- [What needs to be done]: Below are records; how many of their lines contain "MatrixConfig"? Answer with only the number.

- [Information supplied]:

//! Sweep configuration: problem sizes, matrix bounds and the optional RNG
//! seed. Loaded from TOML; every field has a default.
//!
//! ```toml
//! seed = 7
//!
//! [matrix]
//! sides = [32, 512, 1024]
//! max_side = 1024
//! write_value = 0
//!
//! [sequence]
//! sizes = [32, 512, 1024]
//! ```

use std::env;
use std::fs;
use std::path::Path;

use anyhow::{Context, Result, bail, ensure};
use serde::{Deserialize, Serialize};
use tracing::debug;

/// Path of a TOML config used by the benches when set.
pub const CONFIG_ENV: &str = "LOCALITY_CONFIG";
/// `quick` or `full`; ignored when [`CONFIG_ENV`] is set.
pub const PROFILE_ENV: &str = "LOCALITY_PROFILE";

/// Complete side sweep. The largest buffer is around 26 GB of `i32`.
pub const MATRIX_FULL_SIDES: &[usize] = &[
    32, 512, 1024, 2048, 4096, 6144, 8192, 10240, 12288, 14336, 16384, 18432, 20480, 22528, 24576, 26624, 28672,
    30720, 32768, 34816, 36864, 40960, 45056, 49152, 53248, 57344, 61440, 65536, 69632, 73728, 77824, 81920,
];

pub const SEQUENCE_FULL_SIZES: &[usize] = &[
    32, 512, 1024, 2048, 4096, 6144, 8192, 16384, 32768, 65536, 131072, 262144,
];

const MATRIX_QUICK_SIDES: &[usize] = &[32, 512, 1024, 2048];
const SEQUENCE_QUICK_SIZES: &[usize] = &[32, 512, 1024, 2048, 4096];

#[derive(Debug, Clone, Copy, PartialEq, Eq)]
pub enum Profile {
    Quick,
    Full,
}

impl std::str::FromStr for Profile {
    type Err = anyhow::Error;

    fn from_str(s: &str) -> Result<Self> {
        match s.trim().to_ascii_lowercase().as_str() {
            "quick" => Ok(Profile::Quick),
            "full" => Ok(Profile::Full),
            other => bail!("unknown profile '{}', expected 'quick' or 'full'", other),
        }
    }
}

#[derive(Debug, Clone, PartialEq, Serialize, Deserialize)]
#[serde(default)]
pub struct BenchConfig {
    /// Fixed RNG seed; `None` draws from OS entropy so runs differ.
    pub seed: Option<u64>,
    pub matrix: MatrixConfig,
    pub sequence: SequenceConfig,
}

#[derive(Debug, Clone, PartialEq, Serialize, Deserialize)]
#[serde(default)]
pub struct MatrixConfig {
    pub sides: Vec<usize>,
    /// Side of the backing buffer; every entry of `sides` must fit.
    pub max_side: usize,
    /// Initial accumulator: the value stored by `write` and XOR-ed in by
    /// `write_dependent`.
    pub write_value: i32,
}

#[derive(Debug, Clone, PartialEq, Serialize, Deserialize)]
#[serde(default)]
pub struct SequenceConfig {
    pub sizes: Vec<usize>,
}

impl Default for BenchConfig {
    fn default() -> Self {
        Self::quick()
    }
}

impl Default for MatrixConfig {
    fn default() -> Self {
        Self::with_sides(MATRIX_QUICK_SIDES)
    }
}

impl Default for SequenceConfig {
    fn default() -> Self {
        Self {
            sizes: SEQUENCE_QUICK_SIZES.to_vec(),
        }
    }
}

impl MatrixConfig {
    /// Sides as given, with `max_side` set to the largest of them.
    pub fn with_sides(sides: &[usize]) -> Self {
        Self {
            sides: sides.to_vec(),
            max_side: sides.iter().copied().max().unwrap_or(0),
            write_value: 0,
        }
    }

    pub fn validate(&self) -> Result<()> {
        ensure!(!self.sides.is_empty(), "matrix.sides must not be empty");
        for &side in &self.sides {
            ensure!(side > 0, "matrix.sides contains 0");
            ensure!(
                side <= self.max_side,
                "matrix side {} exceeds matrix.max_side {}",
                side,
                self.max_side
            );
        }
        ensure!(
            self.max_side.checked_mul(self.max_side).is_some(),
            "matrix.max_side {} is too large",
            self.max_side
        );
        Ok(())
    }
}

impl SequenceConfig {
    pub fn validate(&self) -> Result<()> {
        ensure!(!self.sizes.is_empty(), "sequence.sizes must not be empty");
        ensure!(self.sizes.iter().all(|&n| n > 0), "sequence.sizes contains 0");
        Ok(())
    }
}

impl BenchConfig {
    pub fn quick() -> Self {
        Self {
            seed: None,
            matrix: MatrixConfig::default(),
            sequence: SequenceConfig::default(),
        }
    }

    pub fn full() -> Self {
        Self {
            seed: None,
            matrix: MatrixConfig::with_sides(MATRIX_FULL_SIDES),
            sequence: SequenceConfig {
                sizes: SEQUENCE_FULL_SIZES.to_vec(),
            },
        }
    }

    pub fn profile(profile: Profile) -> Self {
        match profile {
            Profile::Quick => Self::quick(),
            Profile::Full => Self::full(),
        }
    }

    pub fn from_toml_str(source: &str) -> Result<Self> {
        let config: Self = toml::from_str(source).context("parse benchmark config")?;
        config.validate()?;
        Ok(config)
    }

    pub fn load(path: impl AsRef<Path>) -> Result<Self> {
        let path = path.as_ref();
        let source = fs::read_to_string(path).with_context(|| format!("read config {}", path.display()))?;
        let config = Self::from_toml_str(&source).with_context(|| format!("load config {}", path.display()))?;
        debug!(path = %path.display(), "loaded benchmark config");
        Ok(config)
    }

    /// Config for bench targets, which cannot take CLI flags of their own.
    pub fn from_env() -> Result<Self> {
        if let Ok(path) = env::var(CONFIG_ENV) {
            return Self::load(path);
        }
        match env::var(PROFILE_ENV) {
            Ok(profile) => Ok(Self::profile(profile.parse()?)),
            Err(_) => Ok(Self::quick()),
        }
    }

    pub fn validate(&self) -> Result<()> {
        self.matrix.validate()?;
        self.sequence.validate()
    }
}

- [Written response]: 6